PROBLEM TO SOLVE ▸ In the listing below, print exactly the lines from the first through the one that contains "use crate::mm::stack::normalize_stack_size;".
=== Begin Enclosure ===
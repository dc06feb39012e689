//! Testes do Scheduler
//!
//! `run_sched_tests` é a suite de auto-teste executada no boot (estruturas
//! puras, sem tocar no hardware). Os cenários de host rodam o escalonador
//! sobre a plataforma simulada (`arch::hosted`).

use crate::core::smp::CpuMask;
use crate::klib::test_framework::{run_test_suite, SuiteReport, TestCase, TestResult};
use crate::mm::stack::normalize_stack_size;
use crate::sched::core::runqueue::RunQueueSet;
use crate::sched::signal::{SignalTable, SIGINT, SIGKILL};
use crate::sched::task::context::CpuContext;
use crate::sched::task::entity::Thread;
use crate::sched::task::state::{Priority, ThreadStatus};
use crate::sched::task::table::ThreadTable;
use crate::sys::types::{Pid, Tid};

#[cfg(test)]
mod smp;

/// Casos de teste do Scheduler
const SCHED_TESTS: &[TestCase] = &[
    TestCase::new("priority_quotas", test_priority_quotas),
    TestCase::new("status_exclusions", test_status_exclusions),
    TestCase::new("table_generations", test_table_generations),
    TestCase::new("runqueue_membership", test_runqueue_membership),
    TestCase::new("stack_normalization", test_stack_normalization),
    TestCase::new("signal_table", test_signal_table),
];

/// Executa todos os testes de scheduler
pub fn run_sched_tests() -> SuiteReport {
    run_test_suite("Scheduler", SCHED_TESTS)
}

fn dummy_thread(tid: u32, prio: Priority) -> Thread {
    Thread::new(
        Tid(tid),
        Pid::KERNEL,
        prio,
        CpuContext::new(),
        None,
        CpuMask::single(0),
    )
}

/// Valor numérico = cota, ordem de varredura decrescente
fn test_priority_quotas() -> TestResult {
    if Priority::from_raw(3).is_some() || Priority::from_raw(0).is_some() {
        crate::kerror!("(Sched) Prioridade invalida aceita");
        return TestResult::Fail;
    }
    let quotas = Priority::DESCENDING.map(Priority::quota);
    if quotas != [8, 4, 2, 1] {
        return TestResult::Fail;
    }

    crate::ktrace!("(Sched) Cotas de prioridade OK");
    TestResult::Pass
}

/// RUNNING exclui BLOCKED/PAUSED/DEAD
fn test_status_exclusions() -> TestResult {
    let running = ThreadStatus::CAN_RUN | ThreadStatus::RUNNING;
    if !running.is_consistent() || running.is_eligible() {
        return TestResult::Fail;
    }
    if (running | ThreadStatus::PAUSED).is_consistent() {
        return TestResult::Fail;
    }
    if (ThreadStatus::CAN_RUN | ThreadStatus::BLOCKED).is_eligible() {
        return TestResult::Fail;
    }
    if !ThreadStatus::CAN_RUN.is_eligible() || !ThreadStatus::DEAD.is_dead() {
        return TestResult::Fail;
    }
    TestResult::Pass
}

/// Slot reciclado invalida referências antigas
fn test_table_generations() -> TestResult {
    let mut table = ThreadTable::new(2);
    let Some(a) = table.insert(dummy_thread(1, Priority::Normal)) else {
        return TestResult::Fail;
    };
    if table.remove(a.slot).is_none() {
        return TestResult::Fail;
    }
    let Some(b) = table.insert(dummy_thread(2, Priority::Normal)) else {
        return TestResult::Fail;
    };

    if a.slot != b.slot || table.resolve(a).is_some() || table.resolve(b) != Some(b.slot) {
        crate::kerror!("(Sched) Referencia antiga resolvida");
        return TestResult::Fail;
    }
    TestResult::Pass
}

/// No máximo uma fila por thread; registro enfileirado não é removido
fn test_runqueue_membership() -> TestResult {
    let mut table = ThreadTable::new(4);
    let mut queues = RunQueueSet::new();
    let Some(r) = table.insert(dummy_thread(1, Priority::Low)) else {
        return TestResult::Fail;
    };

    if !queues.insert(&mut table.run_links, r.slot, Priority::Low) {
        return TestResult::Fail;
    }
    if queues.insert(&mut table.run_links, r.slot, Priority::High) {
        crate::kerror!("(Sched) Thread em duas filas");
        return TestResult::Fail;
    }
    if table.remove(r.slot).is_some() {
        return TestResult::Fail;
    }
    if !queues.remove(&mut table.run_links, r.slot, Priority::Low) || queues.total() != 0 {
        return TestResult::Fail;
    }
    if table.remove(r.slot).is_none() {
        return TestResult::Fail;
    }
    TestResult::Pass
}

/// Zero vira o padrão; sempre múltiplo de página
fn test_stack_normalization() -> TestResult {
    let cases = [(0, 8192), (1, 4096), (4096, 4096), (8193, 12288)];
    for (requested, expected) in cases {
        if normalize_stack_size(requested, 8192) != expected {
            crate::kerror!("(Stack) Tamanho normalizado errado para ", requested);
            return TestResult::Fail;
        }
    }
    TestResult::Pass
}

fn test_signal_table() -> TestResult {
    let mut signals = SignalTable::new();
    if signals.set(SIGKILL, Some(0x1000)).is_ok() || signals.set(0, Some(0x1000)).is_ok() {
        return TestResult::Fail;
    }
    if signals.set(SIGINT, Some(0x4000)).is_err() || signals.get(SIGINT) != Some(0x4000) {
        return TestResult::Fail;
    }
    let _ = signals.set(SIGINT, None);
    if signals.get(SIGINT).is_some() {
        return TestResult::Fail;
    }
    TestResult::Pass
}

#[cfg(test)]
mod tests {
    #[test]
    fn sched_suite_passes() {
        assert_eq!(super::run_sched_tests().failed, 0);
    }
}
//! Backend-neutral window/input events and the bounded per-frame queue.
//!
//! Backends translate native events into [`Event`] values and push them into an
//! [`EventQueue`]. Once per frame the queued slice is handed to user code and
//! the queue is cleared. The queue never grows past its capacity: extra events
//! are dropped and counted, with one exception: [`Event::Close`] is always
//! accepted, at most once per frame, so a full queue can never swallow a
//! close request.

use glam::{IVec2, UVec2};

use crate::input::Key;

/// Default queue capacity.
pub const MAX_EVENTS_PER_FRAME: usize = 256;

/// Largest capacity a queue preallocates for.
pub const MAX_EVENT_CAPACITY: usize = 65_536;

#[derive(Debug, Clone, Copy, PartialEq, Eq, Hash)]
pub enum MouseButton {
    Left,
    Right,
}

#[derive(Debug, Clone, Copy, PartialEq, Eq)]
pub enum Event {
    KeyDown(Key),
    KeyUp(Key),
    MouseDown { button: MouseButton, position: IVec2 },
    MouseUp { button: MouseButton, position: IVec2 },
    /// `delta` is relative to the previous mouse position the backend reported.
    MouseMove { position: IVec2, delta: IVec2 },
    /// New drawable size in physical pixels.
    Resize(UVec2),
    Close,
    FocusLost,
}

#[derive(Debug)]
pub struct EventQueue {
    events: Vec<Event>,
    capacity: usize,
    dropped: usize,
    close_queued: bool,
}

impl EventQueue {
    pub fn new() -> Self {
        Self::with_capacity(MAX_EVENTS_PER_FRAME)
    }

    pub fn with_capacity(capacity: usize) -> Self {
        Self {
            // One spare slot for a close request arriving on a full queue.
            events: Vec::with_capacity(capacity.min(MAX_EVENT_CAPACITY).saturating_add(1)),
            capacity,
            dropped: 0,
            close_queued: false,
        }
    }

    /// Appends `event`. Returns false when the event was dropped.
    pub fn push(&mut self, event: Event) -> bool {
        if event == Event::Close {
            if self.close_queued {
                return false;
            }
            self.close_queued = true;
            self.events.push(event);
            return true;
        }

        if self.events.len() >= self.capacity {
            self.dropped += 1;
            return false;
        }
        self.events.push(event);
        true
    }

    pub fn as_slice(&self) -> &[Event] {
        &self.events
    }

    pub fn len(&self) -> usize {
        self.events.len()
    }

    pub fn is_empty(&self) -> bool {
        self.events.is_empty()
    }

    pub fn capacity(&self) -> usize {
        self.capacity
    }

    /// Events rejected for lack of space since the last [`clear`](Self::clear).
    pub fn dropped(&self) -> usize {
        self.dropped
    }

    pub fn close_requested(&self) -> bool {
        self.close_queued
    }

    /// Empties the queue for the next frame.
    pub fn clear(&mut self) {
        if self.dropped > 0 {
            log::warn!(
                "Event queue full: dropped {} event(s) this frame (capacity {})",
                self.dropped,
                self.capacity
            );
        }
        self.events.clear();
        self.dropped = 0;
        self.close_queued = false;
    }
}

impl Default for EventQueue {
    fn default() -> Self {
        Self::new()
    }
}

#[cfg(test)]
mod tests {
    use super::*;

    fn key_down(c: char) -> Event {
        Event::KeyDown(Key::from_char(c).unwrap())
    }

    #[test]
    fn test_push_preserves_order() {
        let mut queue = EventQueue::new();
        queue.push(key_down('a'));
        queue.push(Event::Resize(UVec2::new(640, 480)));
        queue.push(Event::FocusLost);
        assert_eq!(
            queue.as_slice(),
            &[
                key_down('a'),
                Event::Resize(UVec2::new(640, 480)),
                Event::FocusLost
            ]
        );
    }

    #[test]
    fn test_events_past_capacity_are_dropped() {
        let mut queue = EventQueue::with_capacity(2);
        assert!(queue.push(key_down('a')));
        assert!(queue.push(key_down('b')));
        assert!(!queue.push(key_down('c')));
        assert_eq!(queue.len(), 2);
        assert_eq!(queue.dropped(), 1);
        assert_eq!(queue.as_slice()[1], key_down('b'));
    }

    #[test]
    fn test_default_capacity() {
        let mut queue = EventQueue::default();
        assert_eq!(queue.capacity(), MAX_EVENTS_PER_FRAME);
        for _ in 0..MAX_EVENTS_PER_FRAME + 10 {
            queue.push(Event::FocusLost);
        }
        assert_eq!(queue.len(), MAX_EVENTS_PER_FRAME);
        assert_eq!(queue.dropped(), 10);
    }

    #[test]
    fn test_close_accepted_on_full_queue() {
        let mut queue = EventQueue::with_capacity(1);
        queue.push(key_down('a'));
        assert!(queue.push(Event::Close));
        assert_eq!(queue.len(), 2);
        assert_eq!(queue.as_slice().last(), Some(&Event::Close));
        assert!(queue.close_requested());
    }

    #[test]
    fn test_close_delivered_once_per_frame() {
        let mut queue = EventQueue::new();
        assert!(queue.push(Event::Close));
        assert!(!queue.push(Event::Close));
        let closes = queue
            .as_slice()
            .iter()
            .filter(|e| **e == Event::Close)
            .count();
        assert_eq!(closes, 1);
        // A duplicate close is not a capacity drop.
        assert_eq!(queue.dropped(), 0);
    }

    #[test]
    fn test_clear_resets_frame_state() {
        let mut queue = EventQueue::with_capacity(1);
        queue.push(key_down('a'));
        queue.push(key_down('b'));
        queue.push(Event::Close);
        queue.clear();
        assert!(queue.is_empty());
        assert_eq!(queue.dropped(), 0);
        assert!(!queue.close_requested());
        assert!(queue.push(Event::Close));
    }

    #[test]
    fn test_zero_capacity_still_delivers_close() {
        let mut queue = EventQueue::with_capacity(0);
        assert!(!queue.push(Event::FocusLost));
        assert!(queue.push(Event::Close));
        assert_eq!(queue.as_slice(), &[Event::Close]);
    }

    #[test]
    fn test_huge_capacity_does_not_preallocate() {
        let mut queue = EventQueue::with_capacity(usize::MAX);
        assert_eq!(queue.capacity(), usize::MAX);
        assert!(queue.push(key_down('a')));
        assert!(queue.push(Event::Close));
        assert_eq!(queue.len(), 2);
    }
}
//! Rotating RGB triangle on top of the kiln platform layer.
//!
//! Each frame advances the rotation by a fixed step, rewrites the vertex
//! positions into a dynamic buffer and draws a single triangle. Resizing the
//! window resets the viewport; Escape or closing the window exits.
//!
//! The shader comes from `assets/shaders/triangle.glsl` under the program root
//! when that file exists, and is reloaded when it changes on disk. Otherwise
//! the built-in source is used. Window settings can be overridden with a
//! `kiln_triangle.json` platform config in the working directory.

use std::f32::consts::PI;
use std::path::Path;

use glow::HasContext;

use kiln_core::math::UVec2;
use kiln_core::{Event, Key};
use kiln_gl::{
    check_gl_error, load_shaders, load_shaders_by_text, set_buffer_data, BufferUsage,
};
use kiln_platform::{
    load_config_from_path, program_file_path, Context, FileWatcher, Frame, LoopControl,
    PlatformConfig, PlatformError, Program,
};

const CONFIG_PATH: &str = "kiln_triangle.json";
const SHADER_PATH: &str = "assets/shaders/triangle.glsl";
const ANGLE_STEP: f32 = 0.025;

const VERTEX_SHADER: &str = "\
attribute vec4 a_position;
attribute vec4 a_color;

varying vec4 v_color;

void main() {
    gl_Position = a_position;
    v_color = a_color;
}
";

const FRAGMENT_SHADER: &str = "\
varying vec4 v_color;

void main() {
    gl_FragColor = v_color;
}
";

const COLORS: [u8; 12] = [
    255, 0, 0, 255, //
    0, 255, 0, 255, //
    0, 0, 255, 255,
];

/// Homogeneous positions of the three corners on the unit circle, 120 degrees apart.
fn triangle_positions(angle: f32) -> [f32; 12] {
    let mut positions = [0.0; 12];
    for (corner, chunk) in positions.chunks_exact_mut(4).enumerate() {
        let a = angle + corner as f32 * (2.0 * PI / 3.0);
        chunk.copy_from_slice(&[a.cos(), a.sin(), 0.0, 1.0]);
    }
    positions
}

/// Shader program plus the attribute slots the draw call feeds.
struct TriangleShader {
    program: glow::Program,
    position_location: u32,
    color_location: u32,
}

impl TriangleShader {
    fn new(gl: &glow::Context, program: glow::Program) -> Result<Self, String> {
        let position_location = unsafe { gl.get_attrib_location(program, "a_position") }
            .ok_or_else(|| "shader attribute a_position is missing".to_string())?;
        let color_location = unsafe { gl.get_attrib_location(program, "a_color") }
            .ok_or_else(|| "shader attribute a_color is missing".to_string())?;
        Ok(Self {
            program,
            position_location,
            color_location,
        })
    }

    fn load(gl: &glow::Context, shader_path: Option<&Path>) -> Result<Self, String> {
        let program = match shader_path {
            Some(path) => load_shaders(gl, path),
            None => load_shaders_by_text(gl, VERTEX_SHADER, FRAGMENT_SHADER),
        }
        .map_err(|e| e.to_string())?;

        match Self::new(gl, program) {
            Ok(shader) => Ok(shader),
            Err(e) => {
                unsafe { gl.delete_program(program) };
                Err(e)
            }
        }
    }

    fn bind(&self, gl: &glow::Context) {
        unsafe {
            gl.use_program(Some(self.program));
            gl.enable_vertex_attrib_array(self.position_location);
            gl.enable_vertex_attrib_array(self.color_location);
        }
    }
}

struct Triangle {
    angle: f32,
    shader: TriangleShader,
    shader_watcher: Option<FileWatcher>,
    position_buffer: glow::Buffer,
    color_buffer: glow::Buffer,
    /// Latest window size from a `Resize` event, applied in `draw`.
    pending_viewport: Option<UVec2>,
    /// Set by `update` when the shader file changed; handled in `draw`.
    shader_changed: bool,
}

impl Triangle {
    fn reload_shader(&mut self, gl: &glow::Context) {
        let Some(watcher) = &self.shader_watcher else {
            return;
        };
        match TriangleShader::load(gl, Some(watcher.path())) {
            Ok(shader) => {
                unsafe { gl.delete_program(self.shader.program) };
                self.shader = shader;
                self.shader.bind(gl);
                log::info!("Reloaded shader {}", watcher.path().display());
            }
            Err(e) => log::warn!("Shader reload failed, keeping previous program: {e}"),
        }
    }
}

impl Program for Triangle {
    fn init(ctx: &mut Context<'_>) -> Result<Self, PlatformError> {
        let gl = ctx.gl;
        let shader_path = program_file_path(ctx.config, SHADER_PATH);
        let shader_watcher = shader_path.exists().then(|| FileWatcher::new(shader_path));

        let shader = TriangleShader::load(gl, shader_watcher.as_ref().map(FileWatcher::path))?;
        shader.bind(gl);

        let position_buffer = kiln_gl::create_buffer(gl)?;
        let color_buffer = kiln_gl::create_buffer(gl)?;
        set_buffer_data(gl, color_buffer, &COLORS, BufferUsage::Static);

        check_gl_error!(gl);
        log::info!(
            "Triangle ready ({} shader)",
            if shader_watcher.is_some() { "file" } else { "built-in" }
        );

        Ok(Self {
            angle: 0.0,
            shader,
            shader_watcher,
            position_buffer,
            color_buffer,
            pending_viewport: None,
            shader_changed: false,
        })
    }

    fn update(&mut self, frame: &mut Frame<'_>) -> LoopControl {
        for event in frame.events {
            match event {
                Event::Close | Event::KeyDown(Key::ESCAPE) => return LoopControl::Exit,
                Event::Resize(size) => self.pending_viewport = Some(*size),
                _ => {}
            }
        }

        if let Some(watcher) = self.shader_watcher.as_mut() {
            self.shader_changed |= watcher.should_reload();
        }

        self.angle += ANGLE_STEP;
        LoopControl::Continue
    }

    fn draw(&mut self, gl: &glow::Context) {
        if std::mem::take(&mut self.shader_changed) {
            self.reload_shader(gl);
        }
        if let Some(size) = self.pending_viewport.take() {
            unsafe { gl.viewport(0, 0, size.x as i32, size.y as i32) };
        }

        set_buffer_data(
            gl,
            self.position_buffer,
            &triangle_positions(self.angle),
            BufferUsage::Dynamic,
        );

        unsafe {
            gl.clear_color(0.0, 0.0, 0.0, 1.0);
            gl.clear(glow::COLOR_BUFFER_BIT | glow::DEPTH_BUFFER_BIT);

            gl.bind_buffer(glow::ARRAY_BUFFER, Some(self.position_buffer));
            gl.vertex_attrib_pointer_f32(
                self.shader.position_location,
                4,
                glow::FLOAT,
                false,
                0,
                0,
            );
            gl.bind_buffer(glow::ARRAY_BUFFER, Some(self.color_buffer));
            gl.vertex_attrib_pointer_f32(
                self.shader.color_location,
                4,
                glow::UNSIGNED_BYTE,
                true,
                0,
                0,
            );

            gl.draw_arrays(glow::TRIANGLES, 0, 3);
        }
    }
}

fn default_config() -> PlatformConfig {
    PlatformConfig::default()
        .with_title("Triangle example")
        .with_size(600, 600)
}

fn load_config() -> PlatformConfig {
    let path = Path::new(CONFIG_PATH);
    if !path.exists() {
        return default_config();
    }
    match load_config_from_path(path) {
        Ok(config) => {
            log::info!("Loaded platform config from {}", path.display());
            config
        }
        Err(e) => {
            log::warn!("{e}; using defaults");
            default_config()
        }
    }
}

fn main() {
    kiln_platform::init_logging();
    log::info!("kiln triangle starting ({} backend)", kiln_platform::BACKEND_NAME);

    if let Err(e) = kiln_platform::run::<Triangle>(load_config()) {
        log::error!("{e}");
        std::process::exit(1);
    }
}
=== End Enclosure ===
RESPONSE BOX ▸
repository dc06feb39012e689
//! Testes do Scheduler
//!
//! `run_sched_tests` é a suite de auto-teste executada no boot (estruturas
//! puras, sem tocar no hardware). Os cenários de host rodam o escalonador
//! sobre a plataforma simulada (`arch::hosted`).

use crate::core::smp::CpuMask;
use crate::klib::test_framework::{run_test_suite, SuiteReport, TestCase, TestResult};
use crate::mm::stack::normalize_stack_size;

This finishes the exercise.